I love it! Thanks for that. Can you share the code used for PCA in this video, please? I am trying repeat, but my results dont check with yours, I want to see where I'm going wrong (I didn't find it in the description on github).
Thanks for the video.
Thank you! It brings back (mostly unpleasant) memories of college matrix algebra from 4 decades past... but I get the gist.
The only thing I could wish for would be a way to stop the video, and have a tool to re-orient the static 3D representation onto the 2D screen. That would greatly help me visualize what's being said (so well!)
Thanks for the feedback, that’s an interesting suggestion
simple but not simplist.. this is the eigenTRUTH. THANKS FROM ALGERIA...
شكرا جزيلا
Just asking... am i right to say C is semipositive definite?
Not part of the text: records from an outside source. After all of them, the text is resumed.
//! Telegram Bot channel — long polling + message sending via Bot API.

use async_trait::async_trait;
use faqclaw_core::config::TelegramChannelConfig;
use faqclaw_core::error::{FaqClawError, Result};
use faqclaw_core::traits::Channel;
use faqclaw_core::types::{Attachment, IncomingMessage, OutgoingMessage, ThreadType};
use futures::stream::Stream;
use serde::{Deserialize, Serialize};
use std::pin::Pin;
use std::task::{Context, Poll};

const API_BASE: &str = "https://api.telegram.org";
/// Seconds Telegram holds a `getUpdates` request open.
const LONG_POLL_TIMEOUT: u64 = 30;
const ERROR_BACKOFF_SECS: u64 = 5;

/// Telegram Bot channel with polling loop.
pub struct TelegramChannel {
    config: TelegramChannelConfig,
    client: reqwest::Client,
    connected: bool,
}

impl TelegramChannel {
    pub fn new(config: TelegramChannelConfig) -> Self {
        Self {
            config,
            client: reqwest::Client::new(),
            connected: false,
        }
    }

    fn api_url(&self, method: &str) -> String {
        api_url(&self.config.bot_token, method)
    }

    /// Send a plain text message.
    pub async fn send_message(&self, chat_id: i64, text: &str) -> Result<()> {
        let body = serde_json::json!({
            "chat_id": chat_id,
            "text": text,
        });

        let response = self
            .client
            .post(self.api_url("sendMessage"))
            .json(&body)
            .send()
            .await
            .map_err(|e| FaqClawError::Channel(format!("sendMessage failed: {e}")))?;

        let result: TelegramApiResponse<serde_json::Value> = response
            .json()
            .await
            .map_err(|e| FaqClawError::Channel(format!("Invalid send response: {e}")))?;

        if !result.ok {
            return Err(FaqClawError::Channel(format!(
                "Send failed: {}",
                result.description.unwrap_or_default()
            )));
        }
        Ok(())
    }

    /// Upload a file as a document message.
    pub async fn send_document(
        &self,
        chat_id: i64,
        attachment: Attachment,
        caption: &str,
    ) -> Result<()> {
        let part = reqwest::multipart::Part::bytes(attachment.content)
            .file_name(attachment.filename)
            .mime_str("application/json")
            .map_err(|e| FaqClawError::Channel(format!("Invalid document part: {e}")))?;
        let form = reqwest::multipart::Form::new()
            .text("chat_id", chat_id.to_string())
            .text("caption", caption.to_string())
            .part("document", part);

        let response = self
            .client
            .post(self.api_url("sendDocument"))
            .multipart(form)
            .send()
            .await
            .map_err(|e| FaqClawError::Channel(format!("sendDocument failed: {e}")))?;

        let result: TelegramApiResponse<serde_json::Value> = response
            .json()
            .await
            .map_err(|e| FaqClawError::Channel(format!("Invalid sendDocument response: {e}")))?;

        if !result.ok {
            return Err(FaqClawError::Channel(format!(
                "Document upload failed: {}",
                result.description.unwrap_or_default()
            )));
        }
        Ok(())
    }

    /// Send typing indicator.
    pub async fn send_chat_action(&self, chat_id: i64) -> Result<()> {
        let body = serde_json::json!({
            "chat_id": chat_id,
            "action": "typing",
        });
        let _ = self
            .client
            .post(self.api_url("sendChatAction"))
            .json(&body)
            .send()
            .await;
        Ok(())
    }

    /// Get bot info.
    pub async fn get_me(&self) -> Result<TelegramUser> {
        let response = self
            .client
            .get(self.api_url("getMe"))
            .send()
            .await
            .map_err(|e| FaqClawError::Channel(format!("getMe failed: {e}")))?;
        let body: TelegramApiResponse<TelegramUser> = response
            .json()
            .await
            .map_err(|e| FaqClawError::Channel(format!("Invalid getMe response: {e}")))?;
        body.result
            .ok_or_else(|| FaqClawError::Channel("No bot info".into()))
    }

    /// Spawn the polling loop — returns a stream of IncomingMessages.
    pub fn start_polling(&self) -> TelegramPollingStream {
        let (tx, rx) = tokio::sync::mpsc::unbounded_channel();
        let mut poller = Poller {
            client: self.client.clone(),
            config: self.config.clone(),
            last_update_id: 0,
        };

        tokio::spawn(async move {
            tracing::info!("Telegram polling loop started");

            loop {
                match poller.get_updates().await {
                    Ok(updates) => {
                        for update in updates {
                            let Some(msg) = update.to_incoming() else {
                                continue;
                            };
                            if !poller.is_allowed(&msg.thread_id) {
                                tracing::debug!("Ignoring chat {} (not allowed)", msg.thread_id);
                                continue;
                            }
                            if tx.send(msg).is_err() {
                                tracing::info!("Telegram polling stopped (receiver dropped)");
                                return;
                            }
                        }
                    }
                    Err(e) => {
                        tracing::error!("Telegram polling error: {e}");
                        tokio::time::sleep(tokio::time::Duration::from_secs(ERROR_BACKOFF_SECS))
                            .await;
                    }
                }

                tokio::time::sleep(tokio::time::Duration::from_secs(
                    poller.config.poll_interval,
                ))
                .await;
            }
        });

        TelegramPollingStream { rx }
    }
}

fn api_url(token: &str, method: &str) -> String {
    format!("{API_BASE}/bot{token}/{method}")
}

/// State owned by the background polling task.
struct Poller {
    client: reqwest::Client,
    config: TelegramChannelConfig,
    last_update_id: i64,
}

impl Poller {
    /// Get updates using long polling.
    async fn get_updates(&mut self) -> Result<Vec<TelegramUpdate>> {
        let response = self
            .client
            .get(api_url(&self.config.bot_token, "getUpdates"))
            .query(&[
                ("offset", (self.last_update_id + 1).to_string()),
                ("timeout", LONG_POLL_TIMEOUT.to_string()),
                ("allowed_updates", "[\"message\"]".into()),
            ])
            .send()
            .await
            .map_err(|e| FaqClawError::Channel(format!("Telegram getUpdates failed: {e}")))?;

        let body: TelegramApiResponse<Vec<TelegramUpdate>> = response
            .json()
            .await
            .map_err(|e| FaqClawError::Channel(format!("Invalid Telegram response: {e}")))?;

        if !body.ok {
            return Err(FaqClawError::Channel(format!(
                "Telegram API error: {}",
                body.description.unwrap_or_default()
            )));
        }

        let updates = body.result.unwrap_or_default();
        if let Some(last) = updates.last() {
            self.last_update_id = last.update_id;
        }
        Ok(updates)
    }

    fn is_allowed(&self, chat_id: &str) -> bool {
        is_chat_allowed(&self.config.allowed_chat_ids, chat_id)
    }
}

/// Empty allowlist accepts every chat.
pub fn is_chat_allowed(allowed: &[i64], chat_id: &str) -> bool {
    if allowed.is_empty() {
        return true;
    }
    chat_id
        .parse::<i64>()
        .map(|id| allowed.contains(&id))
        .unwrap_or(false)
}

/// Stream of incoming Telegram messages from polling.
pub struct TelegramPollingStream {
    rx: tokio::sync::mpsc::UnboundedReceiver<IncomingMessage>,
}

impl Stream for TelegramPollingStream {
    type Item = IncomingMessage;

    fn poll_next(mut self: Pin<&mut Self>, cx: &mut Context<'_>) -> Poll<Option<Self::Item>> {
        self.rx.poll_recv(cx)
    }
}

#[async_trait]
impl Channel for TelegramChannel {
    fn name(&self) -> &str {
        "telegram"
    }

    async fn connect(&mut self) -> Result<()> {
        if self.config.bot_token.is_empty() {
            return Err(FaqClawError::Config("Telegram bot token missing".into()));
        }
        let me = self.get_me().await?;
        tracing::info!(
            "Telegram bot: @{} ({})",
            me.username.as_deref().unwrap_or("unknown"),
            me.first_name
        );
        self.connected = true;
        Ok(())
    }

    async fn disconnect(&mut self) -> Result<()> {
        self.connected = false;
        Ok(())
    }

    fn is_connected(&self) -> bool {
        self.connected
    }

    async fn send(&self, message: OutgoingMessage) -> Result<()> {
        let chat_id: i64 = message
            .thread_id
            .parse()
            .map_err(|_| FaqClawError::Channel("Invalid chat_id".into()))?;
        match message.attachment {
            Some(attachment) => {
                self.send_document(chat_id, attachment, &message.content)
                    .await
            }
            None => self.send_message(chat_id, &message.content).await,
        }
    }

    async fn send_typing(&self, thread_id: &str) -> Result<()> {
        if let Ok(chat_id) = thread_id.parse::<i64>() {
            self.send_chat_action(chat_id).await?;
        }
        Ok(())
    }

    async fn listen(&self) -> Result<Box<dyn Stream<Item = IncomingMessage> + Send + Unpin>> {
        Ok(Box::new(self.start_polling()))
    }
}

// --- Telegram API Types ---

#[derive(Debug, Deserialize)]
pub struct TelegramApiResponse<T> {
    pub ok: bool,
    pub result: Option<T>,
    pub description: Option<String>,
}

#[derive(Debug, Clone, Serialize, Deserialize)]
pub struct TelegramUpdate {
    pub update_id: i64,
    pub message: Option<TelegramMessage>,
}

#[derive(Debug, Clone, Serialize, Deserialize)]
pub struct TelegramMessage {
    pub message_id: i64,
    pub from: Option<TelegramUser>,
    pub chat: TelegramChat,
    pub text: Option<String>,
    pub date: i64,
    pub reply_to_message: Option<Box<TelegramMessage>>,
}

#[derive(Debug, Clone, Serialize, Deserialize)]
pub struct TelegramUser {
    pub id: i64,
    pub is_bot: bool,
    pub first_name: String,
    pub last_name: Option<String>,
    pub username: Option<String>,
}

#[derive(Debug, Clone, Serialize, Deserialize)]
pub struct TelegramChat {
    pub id: i64,
    #[serde(rename = "type")]
    pub chat_type: String,
    pub title: Option<String>,
}

impl TelegramUpdate {
    /// Text messages from humans only.
    pub fn to_incoming(&self) -> Option<IncomingMessage> {
        let msg = self.message.as_ref()?;
        let text = msg.text.as_ref()?;
        let from = msg.from.as_ref()?;

        if from.is_bot {
            return None;
        }

        Some(IncomingMessage {
            channel: "telegram".into(),
            thread_id: msg.chat.id.to_string(),
            sender_id: from.id.to_string(),
            sender_name: Some(match &from.last_name {
                Some(last) => format!("{} {last}", from.first_name),
                None => from.first_name.clone(),
            }),
            content: text.clone(),
            thread_type: match msg.chat.chat_type.as_str() {
                "private" => ThreadType::Direct,
                _ => ThreadType::Group,
            },
            timestamp: chrono::DateTime::from_timestamp(msg.date, 0)
                .unwrap_or_else(chrono::Utc::now),
            reply_to: msg
                .reply_to_message
                .as_ref()
                .map(|r| r.message_id.to_string()),
        })
    }
}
BTW, Mind blowing video....noice
Thank you for this amazing video. This has helped me a lot, but I am a little bit confused about 2:18 when you say that it can be solved via Lagrange multiplier -- is this a convex optimization problem? The form looks good but this is a maximization problem. How can we apply the Lagrange multiplier method to solve a problem if it is non-convex?
Great point! The problem as written is not convex. But this is one of the (very) few nonconvex problems that can be solved to optimality with techniques usually reserved for convex problems.
Thank you
Thanks!
SUPERAWESOME!!!
This is so good
permission for learn sir .thank you
thanks mate!
Nice
I know that Moroccan accent
how i imagine a typical united nations summit discussion to be
I am sorry for criticism, please read it only if you want to improve, otherwise leave it.
Your graphics are great, and you know it, but some steps are not explained at all. For example at 4:45 suddenly show 3 axes that stop being perpendicular it is not only not clear why, but this unexplained "why" keeps the student`s brain busy instead of keeping following you. I am well familiar with the PCA and I maybe understood what you were trying to say, but others probably or didn't get you or (the most common) think they did. but they did not.
Thank you for taking the time to watch the video so carefully. I very much welcome your criticism to help improve the channel :-)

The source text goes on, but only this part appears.